HUMAIN SANS FRONTIERE
par Sandrine Ben David

Au moyen de photographies, diaporamas, vidéos ou installations, Kader Attia, artiste contemporain pluridisciplinaire, traite les questions du déracinement, de l’identité, de la sexualité ou encore des rapports socio-économiques qui déterminent nos vies.

Ses œuvres sont autant d’études de cas sur des sujets tels que l’immigration, le luxe ou le religieux…Artiste parisien cosmopolite, il était en visite en Israël pour la préparation d’une exposition prévue pour janvier 2007 au musée d’art contemporain de Haïfa.

-              Que est l’objectif de cette visite en Israël ?

-              Parce que mon souhait était celui de créer une œuvre pour ce pays, j’y suis venu m’imprégner de ses paysages géographiques et culturels, de ses multiples ethnies et de sa riche spiritualité. Je viens de visiter le vieille ville de Jérusalem et les lieux saints des trois grandes religions. Il s’en dégage une force, une énergie unique, nourrie par la ferveur de ses pèlerins. Je ne m’inscris personnellement dans aucune foi en particulier mais j’ai beaucoup d’admiration pour le mysticisme de toutes les religions. J’ai découvert une immense poésie dans ce lieu. Ce n’est pas la première fois que j’y viens, mais j’ai rencontré lors de ce voyage un pays très vivant.

-              Qu’est-ce qui, à l’origine, vous a attiré vers cette région du monde ?

J’ai grandi à Sarcelles, dans une cité où ou musulmans et juifs vivent ensemble. Ma mère, originaire de Constantine, avait beaucoup d’amies juives et j’ai évolué dans une culture métissée. Je porte un prénom arabe, mon nom de famille est juif, et l’origine de cette double identité est une conversion dont on ne sait pas très bien dans quel sens elle a eu lieu. En octobre 2005, j’ai présenté une œuvre au musée des arts du judaïsme. Il s’agit d’une météorite de deux mètres de diamètre, incrustée de miroirs en formes de croissants de lune et d’étoiles de David. C’est une pièce très féerique, qui mélange ces symboles immémoriaux pour les rendre exemplaires. Elle se veut un message de raison et de paix. Mon art sert essentiellement à créer des ponts entre les hommes. Je sens une grande proximité avec la religion juive, mais c’est surtout la spiritualité grâce à laquelle l’artiste religieux  se surpasse que j’admire. Je retrouve d’ailleurs beaucoup de résonances entre la culture juive sépharade et la culture algérienne. Ce dialogue incessant entre les ethnies en Israël me fascine tout particulièrement. C’est une société riche, feuilletée, stratifiée à l’infini… Je déplore que les médias n’en  montre qu’un aspect monolithique. Elle représente un sujet d’investigation passionnant.

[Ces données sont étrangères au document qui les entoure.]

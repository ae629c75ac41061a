//! Resizable Panel Divider
//!
//! A draggable vertical divider between the description and editor panels.

use iced::widget::{container, mouse_area, rule};
use iced::{mouse, Element, Length};

use crate::Message;

/// Create the draggable divider
///
/// A 1px line with 2px of padding on each side. Pressing it starts the drag
/// session; moves and the release are picked up at window scope by the drag
/// subscription, not here.
pub fn view_divider(is_dragging: bool) -> Element<'static, Message> {
    let line = rule::vertical(1);

    let divider_content = container(line)
        .padding(iced::Padding {
            top: 0.0,
            right: 2.0,
            bottom: 0.0,
            left: 2.0,
        })
        .height(Length::Fill)
        .style(move |theme: &iced::Theme| {
            let palette = theme.extended_palette();
            container::Style {
                background: if is_dragging {
                    Some(palette.primary.weak.color.into())
                } else {
                    Some(palette.background.weak.color.into())
                },
                ..Default::default()
            }
        });

    // mouse_area consumes the press, so the panels never see the start of
    // the gesture as a text selection
    mouse_area(divider_content)
        .on_press(Message::DividerPressed)
        .interaction(mouse::Interaction::ResizingHorizontally)
        .into()
}
//! # arena_core - Problem Workspace State Engine
//!
//! `arena_core` is the toolkit-independent heart of Arena, the split-screen
//! problem-solving workspace: a sanitized problem statement on the left, a
//! code editor on the right, and a draggable divider between them.
//!
//! ## Design Philosophy
//!
//! - **Explicit state**: one [`Workspace`] owns every piece of mutable state
//! - **Message passing**: each input is a discrete [`WorkspaceEvent`]
//! - **Reject, don't clamp**: invalid widths and selections keep the last good value
//! - **Safe by type**: the renderer only ever sees [`SafeContent`]
//!
//! ## Quick Start
//!
//! ```rust
//! use arena_core::{Workspace, WorkspaceEvent};
//!
//! let mut ws = Workspace::default();
//! ws.dispatch(WorkspaceEvent::SelectLanguage("python".into()));
//! assert_eq!(ws.editor_config().language.as_str(), "python");
//! ```
//!
//! ## Modules
//!
//! - [`sanitize`] - Strips active markup from problem statements
//! - [`tabs`] - Description panel tab selection
//! - [`split_pane`] - Divider drag state machine and panel widths
//! - [`editor`] - Language/theme registries and editor configuration
//! - [`workspace`] - The composer that owns and dispatches to all of the above
//! - [`settings`] - TOML workspace settings
//! - [`problem`] - Problem documents
//! - [`file_io`] - Problem file loading
//! - [`errors`] - Structured error types

pub mod editor;
pub mod errors;
pub mod file_io;
pub mod problem;
pub mod sanitize;
pub mod settings;
pub mod split_pane;
pub mod tabs;
pub mod workspace;

// Re-export commonly used types at crate root for convenience
pub use editor::{EditorConfig, EditorFeatures, EditorTheme, LanguageOption, LanguageRegistry};
pub use errors::{WorkspaceError, WorkspaceResult};
pub use file_io::load_problem;
pub use problem::Problem;
pub use sanitize::{sanitize, SafeContent};
pub use settings::WorkspaceSettings;
pub use split_pane::{DragOutcome, PointerEvent, SplitPane};
pub use tabs::{Tab, TabSelector};
pub use workspace::{LayoutSnapshot, UserAction, Workspace, WorkspaceEvent};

-              Vous êtes non seulement un individu mais aussi un artiste des mélanges. Pourquoi cette approche multiple de tous les médias de la création ?

On a la chance de vivre à une époque où, en dix heures d’avion, on peut passer d’un bout du monde à l’autre et où, en un clic de souris d’ordinateur, on peut avoir accès à toutes les cultures. Hélas, paradoxalement, notre société vit un retour terriblement dangereux vers le communautarisme. L’avenir de l’humanité se situe peut-être seulement dans le message initial de foi et d’amour et de don de soi-même, mais surtout pas dans le ghetto, qu’il soit religieux, sexuel ou autre. J’étais à Lubumbashi la semaine dernière, au fin fond de l’Afrique Noire, dans le Katanga. Je crois que pour vivre mieux, il faut arrêter d’avoir peur de l’autre et accepter le fait qu’à un moment donné, il puisse vous apporter quelque chose. Le problème souvent se complique parce que l’autre lui-même a peur de nous. Je crois qu’avant de vouloir changer le monde, il faut essayer de se changer soi. C’est  ma conviction personnelle et c’est pour cette raison que j’utilise dans mon travail toutes les différentes cultures et religions dans lesquelles j’ai baigné. De la même manière, je butine les différents médias. L’œuvre artistique se manifeste comme elle veut. Sans être génial dans toutes les techniques, je m’essaie à chacune selon mon propos. En ce moment, par exemple, je dessine beaucoup à l’encre de Chine, comme pour « Arabesque », pièce très graphique que j’ai réalisé pour l’exposition du Palais de Tokyo. Je vais présenter, la semaine prochaine à l’Armory Show de New York une série de quatorze dessins, vision allégorique des banlieues françaises où j’ai grandi, mélange de religieux Lubavitch et de femmes en « tchador » sur fond de barres d’immeubles à perte de vue, traité à l’encre de façon un peu « dure », comme un dessin d’enfant mal fait.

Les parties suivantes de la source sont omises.